This article presents various excerpts from a book To Forgive Design: Understanding Failure, by Henri Petroski. The book focuses on inevitability of failure and the role it plays in the advance of technology. Technology has always been risky business, but quantifying that risk is a relatively new phenomenon in the worlds of engineering and management, which should be more integrated than they often are. Parking decks are familiar structures that do fail now and then, and the failures can often be traced to something out of the ordinary in their design or construction. Such collapses might never have occurred if the structures and everything surrounding them had been exact copies of those that had stood the test of time, but even repeated success is no guarantee against future failure. In fact, prolonged success, whether it be in a space shuttle program or in the design and construction of parking garages, tends to lead to either complacency or change, both of which can ultimately lead to failure.
It should not surprise us that failures do occur. After all, the structures, machines, and systems of the modern world can be terribly complicated in their design and operation. And the people who conceive, design, build, and interact with these complex things are unquestionably fallible. They sometimes employ faulty logic, inadvertently transpose digits in a numerical calculation, mistakenly overtighten a bolt or undertighten a screw, casually misread a dial, or hurriedly push when they should pull. They also can fail to concentrate, to anticipate, and to communicate at critical moments. At other times, accidents can occur because people cease to be honest, to be ethical, and to be professional. For whatever reason, accidents happen, and accidents invariably lead to or from the failure of something or someone. What should surprise us, really, is not that failures occur but that they do not do so more often. When they do happen on our watch, we tend to defend ourselves against accusations; we try to shift the blame. Our faults are all too often imputed to the things we design, make, sell, and operate, not to the people who design, make, sell, and operate them.

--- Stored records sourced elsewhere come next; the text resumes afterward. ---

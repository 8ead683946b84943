//! Identifier derivation for directories, artifacts, types and fields.

/// Separator substituted for whitespace and other disallowed characters.
pub const SEPARATOR: char = '_';

/// Sanitize a display name into an identifier.
///
/// Lowercases, and maps whitespace and every character that is neither
/// alphanumeric nor `_` to [`SEPARATOR`]. The result is safe as a file name
/// and as an identifier stem.
///
/// ```
/// use postgen_codegen::naming::sanitize;
///
/// assert_eq!(sanitize("Basic Collection"), "basic_collection");
/// assert_eq!(sanitize("Create Order"), "create_order");
/// ```
pub fn sanitize(name: &str) -> String {
    name.chars()
        .flat_map(char::to_lowercase)
        .map(|c| {
            if c.is_alphanumeric() || c == SEPARATOR {
                c
            } else {
                SEPARATOR
            }
        })
        .collect()
}

/// PascalCase form of a sanitized identifier (`create_order` → `CreateOrder`).
pub fn pascal_case(ident: &str) -> String {
    let mut out = String::with_capacity(ident.len());
    for word in split_words(ident) {
        let mut chars = word.chars();
        if let Some(first) = chars.next() {
            out.extend(first.to_uppercase());
            out.push_str(&chars.as_str().to_lowercase());
        }
    }
    out
}

/// snake_case form of an arbitrary key (`orderId` → `order_id`).
pub fn snake_case(name: &str) -> String {
    split_words(name)
        .iter()
        .map(|w| w.to_lowercase())
        .collect::<Vec<_>>()
        .join("_")
}

/// Split on non-alphanumeric characters and lower→upper case boundaries.
fn split_words(name: &str) -> Vec<String> {
    let mut words = Vec::new();
    let mut current = String::new();
    let mut prev_lower = false;

    for c in name.chars() {
        if !c.is_alphanumeric() {
            if !current.is_empty() {
                words.push(std::mem::take(&mut current));
            }
            prev_lower = false;
            continue;
        }
        if c.is_uppercase() && prev_lower && !current.is_empty() {
            words.push(std::mem::take(&mut current));
        }
        prev_lower = c.is_lowercase() || c.is_numeric();
        current.push(c);
    }
    if !current.is_empty() {
        words.push(current);
    }
    words
}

Technology has always been risky business, but quantifying that risk is a relatively new phenomenon in the worlds of engineering and management, which should be more integrated than they often are. The space shuttle program clearly needed large numbers of engineers and managers to accomplish its mission, and for planning purposes it also needed a sense of how successful it could be. Each shuttle consisted of millions of parts, which only suggested the degree of complexity of the entire system of hardware, software, and operations. In the early 1980s, managers at the National Aeronautics and Space Administration (NASA) estimated that the flights would be 99.999 percent reliable, which represents a failure rate of only 1 in 100,000. According to the physicist Richard Feynman, who was a member of the commission that investigated the January 1986 Challenger accident, in which the shuttle broke apart shortly into its flight, killing all seven astronauts on board, this “would imply that one could put a Shuttle up each day for 300 years expecting to lose only one.” He wondered, “What is the cause of management's fantastic faith in the machinery?” Engineers, who were more familiar with the shuttle itself and with machines in general, predicted only a 99 percent success rate, or a failure every 100 launches. A range safety officer, who personally observed test firings during the developmental phase of the rocket motors, expected a failure rate of 1 in 25. The Challenger accident proved that estimate to be the actual failure rate, giving a success rate of 96 percent after exactly 25 launchings.

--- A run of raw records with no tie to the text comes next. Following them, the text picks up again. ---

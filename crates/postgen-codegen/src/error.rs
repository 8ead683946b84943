//! Crate-level error type.
//!
//! Every variant is fatal: a run stops at the first one.

use crate::collection::ParseError;
use crate::infer::InferenceError;
use crate::sink::SinkError;
use crate::template::RenderError;
use std::path::PathBuf;

#[derive(Debug, thiserror::Error)]
pub enum Error {
    #[error("read error: cannot read {}: {source}", path.display())]
    Read {
        path: PathBuf,
        source: std::io::Error,
    },

    #[error("parse error: {0}")]
    Parse(#[from] ParseError),

    #[error("directory exists: {} is already present", path.display())]
    DirectoryExists { path: PathBuf },

    #[error("inference error in request `{request}`: {source}")]
    Inference {
        request: String,
        source: InferenceError,
    },

    #[error("render error in {context}: {source}")]
    Render {
        context: String,
        source: RenderError,
    },

    #[error("write error: cannot write {}: {source}", path.display())]
    Write {
        path: PathBuf,
        source: std::io::Error,
    },

    #[error("name collision: requests `{first}` and `{second}` both map to `{ident}`")]
    Collision {
        first: String,
        second: String,
        ident: String,
    },

    #[error("unsupported key in request `{request}`: the {emitter} emitter cannot represent {key:?}")]
    UnsupportedKey {
        request: String,
        key: String,
        emitter: String,
    },

    #[error("unknown emitter `{name}` (available: {available})")]
    UnknownEmitter { name: String, available: String },
}

impl From<SinkError> for Error {
    fn from(err: SinkError) -> Self {
        match err {
            SinkError::DirectoryExists { path } => Error::DirectoryExists { path },
            SinkError::Io { path, source } => Error::Write { path, source },
        }
    }
}

pub type Result<T, E = Error> = std::result::Result<T, E>;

The failure of Challenger understandably led to a rethinking of the shuttle's design details and operation, and changes were made on the basis of lessons learned. After a twenty-month hiatus, missions resumed and the shuttle fleet flew successfully until the 113th mission, which ended in Columbia ’s disintegration upon reentry into the Earth's atmosphere in 2003. The historical record then proved the success rate, which had been at 99.11 percent just before Columbia , to be 98.23 percent. This figure increased to 98.48 percent as of May 2010, when Atlantis returned from its final scheduled flight. This left the space shuttle program with only two remaining planned flights, and with their completion the success rate the program achieved was 98.51 percent, short of even the engineers’ prediction. According to a minority report from a group that had monitored progress in shuttle safety after the Columbia accident, managers at NASA lacked “the crucial ability to accurately evaluate how much or how little risk is associated with their decisions.” No matter what the technology is, our best estimates of its success tend to be overly optimistic.

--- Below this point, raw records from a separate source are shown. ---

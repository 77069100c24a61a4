// YouTube Downloader - platform/probe.rs
//
// Bounded version query against an external executable.
//
// The probe reports exactly what went wrong (`ProbeError`); deciding which
// failures mean "not installed" is left to the caller.

use crate::util::constants;
use crate::util::error::ProbeError;
use std::io::{self, Read};
use std::process::{Child, Command, Stdio};
use std::sync::mpsc::{self, RecvTimeoutError};
use std::thread;
use std::time::{Duration, Instant};

#[cfg(windows)]
use std::os::windows::process::CommandExt;

/// Suppresses the console window a GUI process would otherwise flash.
#[cfg(windows)]
const CREATE_NO_WINDOW: u32 = 0x0800_0000;

/// Runs an external tool's version query.
pub trait ToolProbe {
    /// Invoke `program` with its version argument and return captured stdout
    /// on a zero exit status.
    fn query_version(&self, program: &str) -> Result<String, ProbeError>;
}

/// `ToolProbe` that spawns the real executable with a timeout.
#[derive(Debug, Clone, Copy)]
pub struct SystemProbe {
    timeout: Duration,
}

impl SystemProbe {
    pub fn new(timeout: Duration) -> Self {
        Self { timeout }
    }

    pub fn timeout(&self) -> Duration {
        self.timeout
    }
}

impl Default for SystemProbe {
    fn default() -> Self {
        Self::new(Duration::from_secs(constants::DEFAULT_PROBE_TIMEOUT_SECS))
    }
}

impl ToolProbe for SystemProbe {
    fn query_version(&self, program: &str) -> Result<String, ProbeError> {
        let mut cmd = Command::new(program);
        cmd.arg(constants::TOOL_VERSION_ARG)
            .stdin(Stdio::null())
            .stdout(Stdio::piped())
            .stderr(Stdio::null());
        #[cfg(windows)]
        cmd.creation_flags(CREATE_NO_WINDOW);

        let mut child = cmd.spawn().map_err(|e| {
            if e.kind() == io::ErrorKind::NotFound {
                ProbeError::NotFound {
                    program: program.to_string(),
                }
            } else {
                ProbeError::Io {
                    program: program.to_string(),
                    source: e,
                }
            }
        })?;

        let deadline = Instant::now() + self.timeout;
        let timed_out = || ProbeError::TimedOut {
            program: program.to_string(),
            timeout: self.timeout,
        };

        // Drain stdout on a separate thread so a chatty child can never block
        // on a full pipe while we poll for exit. A background grandchild may
        // hold the pipe open after the child exits, so the read is bounded by
        // the same deadline and the thread is abandoned on expiry.
        let (tx, rx) = mpsc::channel();
        match child.stdout.take() {
            Some(mut out) => {
                thread::spawn(move || {
                    let mut buf = Vec::new();
                    let _ = out.read_to_end(&mut buf);
                    let _ = tx.send(buf);
                });
            }
            None => drop(tx),
        }

        let status = wait_until(&mut child, deadline).map_err(|e| match e {
            WaitError::TimedOut => timed_out(),
            WaitError::Io(source) => ProbeError::Io {
                program: program.to_string(),
                source,
            },
        })?;

        let stdout = match rx.recv_timeout(deadline.saturating_duration_since(Instant::now())) {
            Ok(bytes) => String::from_utf8_lossy(&bytes).into_owned(),
            Err(RecvTimeoutError::Disconnected) => String::new(),
            Err(RecvTimeoutError::Timeout) => {
                tracing::debug!(program, "Tool exited but its stdout stayed open past the deadline");
                return Err(timed_out());
            }
        };

        if status.success() {
            Ok(stdout)
        } else {
            Err(ProbeError::NonZeroExit {
                program: program.to_string(),
                code: status.code(),
            })
        }
    }
}

enum WaitError {
    TimedOut,
    Io(io::Error),
}

/// Poll `child` until it exits or `deadline` passes. On expiry the child is
/// killed and reaped.
fn wait_until(child: &mut Child, deadline: Instant) -> Result<std::process::ExitStatus, WaitError> {
    let poll = Duration::from_millis(constants::PROBE_POLL_INTERVAL_MS);

    loop {
        match child.try_wait() {
            Ok(Some(status)) => return Ok(status),
            Ok(None) if Instant::now() >= deadline => {
                let _ = child.kill();
                let _ = child.wait();
                return Err(WaitError::TimedOut);
            }
            Ok(None) => thread::sleep(poll),
            Err(e) => return Err(WaitError::Io(e)),
        }
    }
}

#[cfg(test)]
mod tests {
    use super::*;

    #[test]
    fn test_missing_program_is_not_found() {
        let probe = SystemProbe::default();
        let result = probe.query_version("ytdownloader-no-such-tool-7f3a9c");
        assert!(
            matches!(result, Err(ProbeError::NotFound { .. })),
            "expected NotFound, got {result:?}"
        );
    }

    #[test]
    fn test_default_timeout_is_ten_seconds() {
        assert_eq!(SystemProbe::default().timeout(), Duration::from_secs(10));
    }

    #[cfg(unix)]
    #[test]
    fn test_non_zero_exit_is_reported() {
        // `false` ignores its arguments and exits 1.
        let result = SystemProbe::default().query_version("false");
        assert!(
            matches!(result, Err(ProbeError::NonZeroExit { code: Some(1), .. })),
            "expected NonZeroExit, got {result:?}"
        );
    }

    #[cfg(unix)]
    #[test]
    fn test_successful_exit_captures_stdout() {
        // `echo -version` prints its argument and exits 0.
        let out = SystemProbe::default().query_version("echo").unwrap();
        assert_eq!(out.trim(), "-version");
    }

    /// Write an executable shell script into `dir`.
    #[cfg(unix)]
    fn write_script(dir: &std::path::Path, name: &str, body: &str) -> std::path::PathBuf {
        use std::os::unix::fs::PermissionsExt;
        let path = dir.join(name);
        std::fs::write(&path, format!("#!/bin/sh\n{body}\n")).unwrap();
        std::fs::set_permissions(&path, std::fs::Permissions::from_mode(0o755)).unwrap();
        path
    }

    /// Run the probe, retrying while a concurrently forked test process still
    /// holds the freshly written script open (ETXTBSY).
    #[cfg(unix)]
    fn query_script(probe: &SystemProbe, script: &std::path::Path) -> Result<String, ProbeError> {
        let program = script.to_string_lossy();
        for _ in 0..20 {
            match probe.query_version(&program) {
                Err(ProbeError::Io { source, .. }) if source.raw_os_error() == Some(26) => {
                    thread::sleep(Duration::from_millis(50));
                }
                other => return other,
            }
        }
        probe.query_version(&program)
    }

    #[cfg(unix)]
    #[test]
    fn test_background_grandchild_cannot_outlast_timeout() {
        // The script exits at once but a backgrounded `sleep` keeps stdout
        // open; the read must still respect the deadline.
        let dir = tempfile::TempDir::new().unwrap();
        let script = write_script(
            dir.path(),
            "wrapper.sh",
            "sleep 6 &\necho 'ffmpeg version 9.9 x'\nexit 0",
        );

        let probe = SystemProbe::new(Duration::from_secs(1));
        let started = Instant::now();
        let result = query_script(&probe, &script);
        let elapsed = started.elapsed();

        assert!(
            matches!(result, Err(ProbeError::TimedOut { .. })),
            "expected TimedOut, got {result:?}"
        );
        assert!(elapsed < Duration::from_secs(4), "took {elapsed:?}");
    }

    #[cfg(unix)]
    #[test]
    fn test_script_output_is_captured_within_deadline() {
        let dir = tempfile::TempDir::new().unwrap();
        let script = write_script(dir.path(), "tool.sh", "echo 'ffmpeg version 9.9 x'");
        let out = query_script(&SystemProbe::new(Duration::from_secs(5)), &script).unwrap();
        assert_eq!(out.trim(), "ffmpeg version 9.9 x");
    }
}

Indeed, “We were lucky” was the way NASA summarized the results of a shuttle program retrospective risk assessment released in early 2011. The chance of a catastrophic failure occurring in the first nine shuttle missions was in fact as high as 1 in 9, representing a success rate of less than 89 percent. In the next sixteen missions, which included the Challenger mission of 1986, the odds of a failure were 1 in 10. The odds changed throughout the program because modifications to the system were constantly being made. For example, when the Environmental Protection Agency (EPA) banned the use of Freon, NASA had to stop using it to blow insulating foam on the external fuel tank. The compound used to replace Freon did not allow foam to adhere as well to the tank, resulting in more foam being shed during liftoff and flight. This increased the risk of an accident, such as the one that would eventually destroy the shuttle Columbia. For the nine shuttle missions that were flown in the wake of the Freon ban, the odds of a disaster increased from 1 in 38 to 1 in 21.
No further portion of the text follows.